Marcus stood before the bathroom mirror at 3 AM, wondering when exactly he'd become this. A zombie, hollowed out by fifteen years of corporate compliance reviews and performance improvement plans. His reflection showed eyes that had forgotten how to look surprised.

Downstairs, Barnaby — his Golden Retriever, the only living thing that still greeted him with something resembling joy — whined at the thunder that rolled across the sky.
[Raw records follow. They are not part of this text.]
impl<'f> ChainRewriter<'f> {
    pub fn new(file: &'f JavaFile, policy: ConventionPolicy) -> Self {
        ChainRewriter { file, policy, in_order_base: DEFAULT_IN_ORDER_VARIABLE.to_string() }
    }

    /// Base name for introduced `InOrder` locals.
    pub fn with_in_order_base(mut self, base: impl Into<String>) -> Self {
        self.in_order_base = base.into();
        self
    }

    pub fn file(&self) -> &JavaFile {
        self.file
    }

    /// Classify the chains under `selection`.
    pub fn select(&self, selection: Selection) -> Result<SelectedChains, Rejection> {
        match selection {
            Selection::Caret(offset) => self.select_at(offset),
            Selection::Range(span) => self.select_range(span),
        }
    }

    /// Innermost chain around `offset` that classifies, walking out through arguments.
    fn select_at(&self, offset: usize) -> Result<SelectedChains, Rejection> {
        let mut node = self.file.call_at(offset);
        while let Some(call) = node {
            let chain = self.file.chain_of(call);
            if let Some(classification) = classify(&chain) {
                let outermost = outermost_call(call);
                let statement_start = enclosing_statement(outermost)
                    .map(|s| s.start_byte())
                    .unwrap_or(chain.span().start);
                return Ok(SelectedChains {
                    classification,
                    sites: vec![ChainSite { chain, statement_start }],
                    bulk: false,
                });
            }
            node = outermost_call(call).parent().and_then(enclosing_call);
        }
        Err(Rejection::NotClassified)
    }

    fn select_range(&self, span: Span) -> Result<SelectedChains, Rejection> {
        let statements = self.file.statements_in(span);
        if statements.is_empty() {
            return Err(Rejection::EmptySelection);
        }
        let mut classification: Option<Classification> = None;
        let mut sites = Vec::with_capacity(statements.len());
        for statement in statements {
            let chain = self.file.chain_of_statement(statement).ok_or(Rejection::NotClassified)?;
            let found = classify(&chain).ok_or(Rejection::NotClassified)?;
            match classification {
                Some(first) if first != found => {
                    return Err(Rejection::MixedApproaches {
                        first: first.presentable().to_string(),
                        other: found.presentable().to_string(),
                    });
                }
                Some(_) => {}
                None => classification = Some(found),
            }
            sites.push(ChainSite { chain, statement_start: statement.start_byte() });
        }
        let classification = classification.ok_or(Rejection::EmptySelection)?;
        Ok(SelectedChains { classification, sites, bulk: true })
    }

    /// Every selected chain must be well-formed for its dialect.
    pub fn validate(&self, selected: &SelectedChains) -> Result<(), Rejection> {
        for site in &selected.sites {
            if let Some(reason) = selected.classification.invalid_reason(&site.chain) {
                return Err(Rejection::Invalid {
                    approach: selected.classification.presentable().to_string(),
                    reason: reason.to_string(),
                });
            }
        }
        Ok(())
    }

    /// Targets of the classified dialect, before eligibility checks.
    pub fn candidate_targets(classification: Classification) -> Vec<Target> {
        match classification {
            Classification::Stubbing(approach) => {
                stubbing_targets(approach.kind()).into_iter().map(Target::Stubbing).collect()
            }
            Classification::Verification(approach) => verification_targets(approach.kind())
                .iter()
                .copied()
                .map(Target::Verification)
                .collect(),
        }
    }

    /// Targets that would plan successfully for `selection`, in menu order.
    pub fn available_targets(&self, selection: Selection) -> Vec<Target> {
        let Ok(selected) = self.select(selection) else {
            return Vec::new();
        };
        if self.validate(&selected).is_err() {
            return Vec::new();
        }
        Self::candidate_targets(selected.classification)
            .into_iter()
            .filter(|target| self.plan_selected(&selected, *target).is_ok())
            .collect()
    }

    pub fn is_available(&self, selection: Selection, target: Target) -> bool {
        self.plan(selection, target).is_ok()
    }

    /// Read-only phase of a conversion.
    pub fn plan(&self, selection: Selection, target: Target) -> Result<RewritePlan, ChainError> {
        let selected = self.select(selection)?;
        self.validate(&selected)?;
        self.plan_selected(&selected, target)
    }

    fn plan_selected(&self, selected: &SelectedChains, target: Target) -> Result<RewritePlan, ChainError> {
        if !self.policy.allows(target.family()) {
            return Err(Rejection::TargetNotAllowed { target: target.presentable().to_string() }.into());
        }
        let not_a_target = || Rejection::NotATarget {
            source_approach: selected.classification.presentable().to_string(),
            target: target.presentable().to_string(),
        };
        let mut planned = match (selected.classification, target) {
            (Classification::Stubbing(from), Target::Stubbing(kind)) => {
                let to = kind.approach();
                let mut planned = PlannedEdits::default();
                for site in &selected.sites {
                    planned.edits.push(plan_stubbing(&site.chain, from, to)?);
                }
                planned.imports.push(to.entry_class().fqn());
                planned
            }
            (Classification::Verification(from), Target::Verification(to)) => {
                plan_verification(self.file, &selected.sites, from, to, &self.in_order_base)?
            }
            _ => return Err(not_a_target().into()),
        };
        planned.edits.extend(plan_imports(self.file, &planned.imports));
        let summary = format!(
            "{} → {} ({} chain{})",
            selected.classification.presentable(),
            target.presentable(),
            selected.sites.len(),
            if selected.sites.len() == 1 { "" } else { "s" }
        );
        RewritePlan::new(self.file.revision(), planned.edits, summary)
    }

    /// Fold every consecutive throw and return run of the selected stubbing chains.
    ///
    /// `conversion` applies to throw runs that offer it; other runs take their first option.
    /// Chains stubbed through a `MockedStatic` merge with the `Mockito.when()` grammar.
    pub fn plan_merge(&self, selection: Selection, conversion: Option<TypeConversion>) -> Result<RewritePlan, ChainError> {
        let (approach, sites): (&dyn StubbingApproach, Vec<ChainSite>) = match self.select(selection) {
            Ok(SelectedChains { classification: Classification::Stubbing(approach), sites, .. }) => (approach, sites),
            Ok(_) => return Err(Rejection::NotClassified.into()),
            Err(rejection) => match self.select_mocked_static(selection) {
                Some(sites) => (&MOCKITO_WHEN, sites),
                None => return Err(rejection.into()),
            },
        };
        let mut edits = Vec::new();
        for site in &sites {
            let runs = throw_runs(&site.chain, approach).into_iter().chain(return_runs(&site.chain, approach));
            for run in runs {
                let options = run.conversions();
                let chosen = conversion
                    .filter(|c| options.contains(c))
                    .or_else(|| options.first().copied())
                    .unwrap_or(TypeConversion::NoConversion);
                edits.push(plan_merge(&site.chain, &run, chosen)?);
            }
        }
        if edits.is_empty() {
            return Err(Rejection::NothingToMerge.into());
        }
        let summary = format!("merged {} run{}", edits.len(), if edits.len() == 1 { "" } else { "s" });
        RewritePlan::new(self.file.revision(), edits, summary)
    }

    fn select_mocked_static(&self, selection: Selection) -> Option<Vec<ChainSite>> {
        let site = |chain: CallChain, statement_start: usize| ChainSite { chain, statement_start };
        match selection {
            Selection::Caret(offset) => {
                let mut node = self.file.call_at(offset);
                while let Some(call) = node {
                    let chain = self.file.chain_of(call);
                    if is_mocked_static_stubbing(&chain) {
                        let start = chain.span().start;
                        return Some(vec![site(chain, start)]);
                    }
                    node = outermost_call(call).parent().and_then(enclosing_call);
                }
                None
            }
            Selection::Range(span) => {
                let statements = self.file.statements_in(span);
                let mut sites = Vec::with_capacity(statements.len());
                for statement in statements {
                    let chain = self.file.chain_of_statement(statement).filter(is_mocked_static_stubbing)?;
                    sites.push(site(chain, statement.start_byte()));
                }
                (!sites.is_empty()).then_some(sites)
            }
        }
    }

    /// Toggle class/instance spelling in every eligible throw call of the selection.
    ///
    /// Ineligible calls are skipped; the plan fails only when no call is eligible.
    pub fn plan_throw_arguments(&self, selection: Selection) -> Result<RewritePlan, ChainError> {
        let selected = self.select(selection)?;
        let Classification::Stubbing(approach) = selected.classification else {
            return Err(Rejection::NotClassified.into());
        };
        let stubber = approach.exception_stubber();
        let mut edits = Vec::new();
        let mut skipped: Option<Rejection> = None;
        for site in &selected.sites {
            for index in approach.setter_range(&site.chain) {
                let call = &site.chain[index];
                if !stubber.is_applicable_to(call) {
                    continue;
                }
                match plan_throw_arguments(call, approach) {
                    Ok(call_edits) => edits.extend(call_edits),
                    Err(rejection) => {
                        debug!(call = %call.name, reason = %rejection, "Skipping throw call");
                        skipped.get_or_insert(rejection);
                    }
                }
            }
        }
        if edits.is_empty() {
            let rejection = skipped.unwrap_or_else(|| Rejection::ArgumentsNotConvertible(stubber.method.to_string()));
            return Err(rejection.into());
        }
        RewritePlan::new(self.file.revision(), edits, format!("converted {} throw arguments", approach.presentable()))
    }
}
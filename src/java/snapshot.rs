//! Owned snapshots of `method_invocation` nodes.
//!
//! A snapshot is taken once per request; only byte spans survive into edit planning.

use serde::Serialize;
use tree_sitter::Node;

use super::{JavaFile, MockitoType, Receiver, code_children, is_call, node_text};

// ─── Span ────────────────────────────────────────────────────────────

/// Half-open byte range `[start, end)` into the source text.
#[derive(Debug, Clone, Copy, PartialEq, Eq, Hash, PartialOrd, Ord, Serialize, Default)]
pub struct Span {
    pub start: usize,
    pub end: usize,
}

impl Span {
    pub fn new(start: usize, end: usize) -> Self {
        Span { start, end }
    }

    pub fn of(node: Node) -> Self {
        Span::new(node.start_byte(), node.end_byte())
    }

    pub fn at(offset: usize) -> Self {
        Span::new(offset, offset)
    }

    pub fn len(&self) -> usize {
        self.end.saturating_sub(self.start)
    }

    pub fn is_empty(&self) -> bool {
        self.len() == 0
    }

    pub fn contains(&self, other: Span) -> bool {
        self.start <= other.start && other.end <= self.end
    }
}

impl std::fmt::Display for Span {
    fn fmt(&self, f: &mut std::fmt::Formatter<'_>) -> std::fmt::Result {
        write!(f, "{}..{}", self.start, self.end)
    }
}

// ─── Qualifier and arguments ─────────────────────────────────────────

#[derive(Debug, Clone, Copy, PartialEq, Eq, Serialize)]
#[serde(rename_all = "camelCase")]
pub enum QualifierKind {
    /// Another call of the same chain
    Call,
    /// A plain name or a field access (`mock`, `this.mock`, `Mockito`)
    Reference,
    Other,
}

#[derive(Debug, Clone, PartialEq, Eq, Serialize)]
pub struct Qualifier {
    pub text: String,
    pub span: Span,
    pub kind: QualifierKind,
}

#[derive(Debug, Clone, PartialEq, Eq, Serialize)]
#[serde(tag = "kind", rename_all = "camelCase")]
pub enum ArgKind {
    Call(Box<CallNode>),
    Reference,
    ClassLiteral { type_name: String },
    NewInstance { type_name: String, has_args: bool },
    Lambda,
    MethodReference,
    StringLiteral,
    BooleanLiteral { value: bool },
    Other,
}

#[derive(Debug, Clone, PartialEq, Eq, Serialize)]
pub struct Arg {
    pub text: String,
    pub span: Span,
    pub kind: ArgKind,
    /// Statically known Mockito type of the argument expression
    pub ty: Option<MockitoType>,
}

impl Arg {
    fn snapshot(file: &JavaFile, node: Node) -> Arg {
        let source = file.source().as_bytes();
        let kind = match node.kind() {
            "method_invocation" => match CallNode::snapshot(file, node) {
                Some(call) => ArgKind::Call(Box::new(call)),
                None => ArgKind::Other,
            },
            "identifier" | "field_access" => ArgKind::Reference,
            "class_literal" => ArgKind::ClassLiteral {
                type_name: class_literal_type(node_text(node, source)),
            },
            "object_creation_expression" => {
                let type_name = node
                    .child_by_field_name("type")
                    .map(|t| node_text(t, source).to_string())
                    .unwrap_or_default();
                let has_args = node
                    .child_by_field_name("arguments")
                    .is_some_and(|list| !code_children(list).is_empty());
                ArgKind::NewInstance { type_name, has_args }
            }
            "lambda_expression" => ArgKind::Lambda,
            "method_reference" => ArgKind::MethodReference,
            "string_literal" | "text_block" => ArgKind::StringLiteral,
            "true" => ArgKind::BooleanLiteral { value: true },
            "false" => ArgKind::BooleanLiteral { value: false },
            _ => ArgKind::Other,
        };
        Arg {
            text: node_text(node, source).to_string(),
            span: Span::of(node),
            kind,
            ty: file.expression_type(node),
        }
    }

    pub fn is_class_literal(&self) -> bool {
        matches!(self.kind, ArgKind::ClassLiteral { .. })
    }

    pub fn is_reference(&self) -> bool {
        matches!(self.kind, ArgKind::Reference)
    }

    pub fn is_functional(&self) -> bool {
        matches!(self.kind, ArgKind::Lambda | ArgKind::MethodReference)
    }

    pub fn as_call(&self) -> Option<&CallNode> {
        match &self.kind {
            ArgKind::Call(call) => Some(call),
            _ => None,
        }
    }
}

/// `Foo.class` → `Foo`; `java.io.IOException .class` → `java.io.IOException`.
fn class_literal_type(text: &str) -> String {
    text.trim()
        .strip_suffix("class")
        .map(|t| t.trim_end().trim_end_matches('.').trim_end())
        .unwrap_or(text)
        .to_string()
}

// ─── Call node ───────────────────────────────────────────────────────

/// Owned snapshot of one `method_invocation`.
#[derive(Debug, Clone, PartialEq, Eq, Serialize)]
pub struct CallNode {
    pub name: String,
    /// Whole invocation, qualifier included
    pub span: Span,
    pub name_span: Span,
    /// Argument list including the parentheses
    pub args_span: Span,
    pub args_text: String,
    pub args: Vec<Arg>,
    pub qualifier: Option<Qualifier>,
    /// Source text between the qualifier end and the name (`.`, `\n    .`, `.<T>`)
    pub link: String,
    pub receiver: Receiver,
}

impl CallNode {
    /// Snapshot `node`; `None` if it is not a call.
    pub fn snapshot(file: &JavaFile, node: Node) -> Option<CallNode> {
        if !is_call(node) {
            return None;
        }
        let source = file.source().as_bytes();
        let name_node = node.child_by_field_name("name")?;
        let args_node = node.child_by_field_name("arguments")?;
        let name = node_text(name_node, source).to_string();

        let qualifier = node.child_by_field_name("object").map(|object| Qualifier {
            text: node_text(object, source).to_string(),
            span: Span::of(object),
            kind: match object.kind() {
                "method_invocation" => QualifierKind::Call,
                "identifier" | "field_access" | "scoped_identifier" => QualifierKind::Reference,
                _ => QualifierKind::Other,
            },
        });
        let link = qualifier
            .as_ref()
            .map(|q| file.span_text(Span::new(q.span.end, name_node.start_byte())).to_string())
            .unwrap_or_default();

        let args = code_children(args_node)
            .into_iter()
            .map(|arg| Arg::snapshot(file, arg))
            .collect();

        Some(CallNode {
            receiver: file.receiver_of(node),
            name,
            span: Span::of(node),
            name_span: Span::of(name_node),
            args_span: Span::of(args_node),
            args_text: node_text(args_node, source).to_string(),
            args,
            qualifier,
            link,
        })
    }

    pub fn arg(&self, index: usize) -> Option<&Arg> {
        self.args.get(index)
    }

    /// Text of the call after its qualifier: `.call(1)` for `mock.call(1)`.
    pub fn tail_text(&self) -> String {
        format!("{}{}{}", self.link, self.name, self.args_text)
    }

    pub fn qualifier_text(&self) -> Option<&str> {
        self.qualifier.as_ref().map(|q| q.text.as_str())
    }
}

// ─── Chain ───────────────────────────────────────────────────────────

/// Root-first snapshot of one fluent chain: `calls[i].qualifier` is `calls[i - 1]`.
#[derive(Debug, Clone, Default, PartialEq, Eq, Serialize)]
pub struct CallChain {
    calls: Vec<CallNode>,
}

impl CallChain {
    pub fn new(calls: Vec<CallNode>) -> Self {
        CallChain { calls }
    }

    pub fn calls(&self) -> &[CallNode] {
        &self.calls
    }

    pub fn len(&self) -> usize {
        self.calls.len()
    }

    pub fn is_empty(&self) -> bool {
        self.calls.is_empty()
    }

    pub fn get(&self, index: usize) -> Option<&CallNode> {
        self.calls.get(index)
    }

    pub fn first(&self) -> Option<&CallNode> {
        self.calls.first()
    }

    pub fn last(&self) -> Option<&CallNode> {
        self.calls.last()
    }

    pub fn iter(&self) -> std::slice::Iter<'_, CallNode> {
        self.calls.iter()
    }

    /// Span of the outermost call, which covers the whole chain.
    pub fn span(&self) -> Span {
        self.calls.last().map(|c| c.span).unwrap_or_default()
    }

    pub fn names(&self) -> Vec<&str> {
        self.calls.iter().map(|c| c.name.as_str()).collect()
    }
}

impl std::ops::Index<usize> for CallChain {
    type Output = CallNode;

    fn index(&self, index: usize) -> &CallNode {
        &self.calls[index]
    }
}

impl<'a> IntoIterator for &'a CallChain {
    type Item = &'a CallNode;
    type IntoIter = std::slice::Iter<'a, CallNode>;

    fn into_iter(self) -> Self::IntoIter {
        self.calls.iter()
    }
}
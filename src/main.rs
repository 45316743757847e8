use std::{net::SocketAddr, sync::Arc};

use anyhow::Context;
use tokio::{signal, sync::mpsc};
use tracing::{error, info};

use vendor_api as api;

#[tokio::main]
async fn main() -> anyhow::Result<()> {
    let cfg = api::config::load_config().context("failed to load configuration")?;
    api::config::init_tracing(&cfg.log_level, cfg.log_json);
    api::handlers::health::init_start_time();

    // Init DB
    let db_pool = api::db::establish_connection_from_app_config(&cfg)
        .await
        .context("failed to connect to the database")?;
    if cfg.auto_migrate {
        api::db::run_migrations(&db_pool).await.map_err(|e| {
            error!("Failed running migrations: {}", e);
            e
        })?;
    }
    let db_arc = Arc::new(db_pool);

    // Init events
    let (event_tx, event_rx) = mpsc::channel(cfg.event_channel_capacity);
    let event_sender = api::events::EventSender::new(event_tx);
    let event_loop = tokio::spawn(api::events::process_events(event_rx));

    let app_state = api::AppState::new(db_arc, cfg.clone(), event_sender);
    let app = api::build_router(app_state);

    // Bind and serve
    let addr: SocketAddr = format!("{}:{}", cfg.host, cfg.port)
        .parse()
        .with_context(|| format!("invalid listen address {}:{}", cfg.host, cfg.port))?;
    info!("vendor-api listening on http://{}", addr);
    let listener = tokio::net::TcpListener::bind(addr).await?;

    axum::serve(listener, app.into_make_service())
        .with_graceful_shutdown(shutdown_signal())
        .await?;

    // The router (and with it every event sender) is gone; let the logger drain.
    if let Err(e) = event_loop.await {
        error!("event loop terminated abnormally: {}", e);
    }
    info!("vendor-api stopped");
    Ok(())
}

async fn shutdown_signal() {
    let ctrl_c = async {
        if let Err(e) = signal::ctrl_c().await {
            error!("failed to install Ctrl+C handler: {}", e);
            std::future::pending::<()>().await;
        }
    };

    #[cfg(unix)]
    let terminate = async {
        use tokio::signal::unix::{signal, SignalKind};

        match signal(SignalKind::terminate()) {
            Ok(mut sigterm) => {
                sigterm.recv().await;
            }
            Err(e) => {
                error!("failed to install SIGTERM handler: {}", e);
                std::future::pending::<()>().await;
            }
        }
    };

    #[cfg(not(unix))]
    let terminate = std::future::pending::<()>();

    tokio::select! {
        _ = ctrl_c => {},
        _ = terminate => {},
    }
    info!("shutdown signal received");
}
Marcus descended the stairs, his footsteps marking time like metronome clicks in the house he and Sarah had filled with beautiful things they'd stopped noticing years ago.

"She's not coming back," he whispered to the dog, and Barnaby laid his head on Marcus's knee, those amber eyes holding more compassion than Sarah had mustered in their final six months together. She'd left during a lightning storm, which felt like cosmic overdramatic bullshit. But she had packed her suitcase while thunder shook the windows, saying something about not wanting to die without having really lived.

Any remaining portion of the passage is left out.